Kamis 20 Sep 2018 16:29 WIB

Shinzo Abe akan Jadi Pemimpin Jepang Terlama di Zaman Modern

Liberal Democratic Party menang dalam pemilu terbaru Jepang.

Rep: Kamran Dikarma/ Red: Nur Aini
Shinzo Abe
Foto: Reuters
Shinzo Abe

REPUBLIKA.CO.ID, TOKYO – Perdana Menteri Jepang Shinzo Abe dipastikan melanjutkan kepemimpinannya hingga 2021. Hal itu menyusul kemenangan partainya, yakni Liberal Democratic Party (LDP), dalam pemilu pada Kamis (20/9). Abe akan menjadi pemimpin Jepang terlama di zaman modern.

Dalam proses penghitungan suara, LDP berhasil memperoleh 553 suara dari 810 suara yang diperebutkan. Sementara penantang Abe, yakni mantan menteri pertahanan Jepang Shigeru Ishiba hanya mengumpulkan 254 suara. Totalnya terdapat 807 suara yang sah.

Pemilu itu diputuskan oleh anggota parlemen dan anggota partai pangkatnya, dengan masing-masing menguasai setengah dari total suara. Karena LDP memiliki mayoritas di kedua majelis parlemen, pemimpin partai secara otomatis menjadi pemimpin negara.

Pemilu Jepang digelar setelah adanya perubahan peraturan tentang masa jabatan perdana menteri. Sebelumnya, masa jabatan perdana menteri dibatasi hanya dua periode (per periode 3 tahun). Namun, kini dimungkinkan untuk menjabat sebagai perdana menteri selama tiga periode berturut-turut.

Jika Abe tetap menjabat sebagai perdana menteri hingga November 2019, ia akan menjadi pemimpin Jepang terlama di zaman modern. Sebab itu akan menjadi periode ketiganya menjadi perdana menteri. Sebelum dia telah tertoreh nama Taro Katsura yang memimpin Jepang selama 2.886 hari di awal abad ke-20.

Dalam sebuah wawancara khusus dengan The Sankei Shimbun pada 1 September lalu, Abe pernah mengutarakan misi-misinya bila kembali terpilih sebagai perdana menteri Jepang periode 2019-2021. “Saya bertekad untuk menjalankan tugas membangun negara baru,” kata Abe ketika ditanya apa yang menjadi tujuannya bila kembali terpilih sebagai perdana menteri. 

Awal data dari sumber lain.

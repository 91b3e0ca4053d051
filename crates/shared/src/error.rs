#[derive(Debug, thiserror::Error)]
pub enum Error {
    #[error("recipe catalog is empty")]
    EmptyCatalog,

    #[error("invalid household config: {0}")]
    InvalidConfig(String),

    #[error("malformed recipe '{id}': {reason}")]
    MalformedRecipe { id: String, reason: String },

    #[error("recipe not found: {0}")]
    RecipeNotFound(String),

    #[error("{0}")]
    Json(#[from] serde_json::Error),
}

pub type Result<T> = std::result::Result<T, Error>;

#[macro_export]
macro_rules! invalid_config {
    ($msg:literal $(,)?) => {
        return Err($crate::Error::InvalidConfig(format!($msg)))
    };
    ($fmt:expr, $($arg:tt)*) => {
        return Err($crate::Error::InvalidConfig(format!($fmt, $($arg)*)))
    };
}

#[macro_export]
macro_rules! malformed {
    ($id:expr, $fmt:literal $(, $arg:expr)* $(,)?) => {
        return Err($crate::Error::MalformedRecipe {
            id: $id.to_string(),
            reason: format!($fmt $(, $arg)*),
        })
    };
}
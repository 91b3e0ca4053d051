mod cook_once;
mod generator;
mod nutrition;
mod rotation;

pub use cook_once::*;
pub use generator::*;
pub use nutrition::*;
pub use rotation::*;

Terdapat beberapa misi yang hendak dilaksanakannya. Pertama, membangun hubungan dengan Cina. Ia mengatakan hubungan Jepang dengan Cina telah kembali ke jalur normal setelah Perdana Menteri Cina Li Keqiang mengunjungi Tokyo pada Mei lalu.

Ia mengatakan telah menjadwalkan kunjungan ke Beijing pada akhir Oktober. “Saya menantikan untuk mengunjungi Cina dan saya juga ingin mengundang Presiden Cina Xi Jinping ke Jepang,” ujarnya kepada Sankei Shimbun.

Kemudian perihal Kepulauan Senkaku yang berada di bawah yurisdiksi Ishigaki di Prefektur Okinawa, Abe menyatakan akan tetap melindungi kepulauan itu dari klaim teritorial Cina. “Mereka bagian integral dari wilayah Jepang. Kami telah mengingatkan, baik Perdana Menteri Li maupun Presiden Xi lebih dari sekali bahwa Beijing tidak boleh salah menafsirkan tekad Jepang untuk masalah ini,” kata Abe.

Ia pun berencana untuk menciptakan hubungan positif dengan Korea Utara walaupun terdapat masalah yang belum terselesaikan. Masalah itu merujuk pada kasus penculikan warga Jepang oleh agen Korut. Menurutnya, masalah itu telah dibiarkan begitu saja dalam jangka waktu yang lama. “Saya bertekad menyelesaikan masalah penculikan saat saya menjabat sebagai perdana menteri,” ucapnya.

“Saya dengan penuh semangat berharap untuk mengambil langkah maju untuk memecahkan penghalang saling tidak percaya (antara Jepang dan Korut) seperti yang ditunjukan oleh tanda-tanda mencairnya hubungan antara Washington dan Pyongyang,” kata Abe menambahkan.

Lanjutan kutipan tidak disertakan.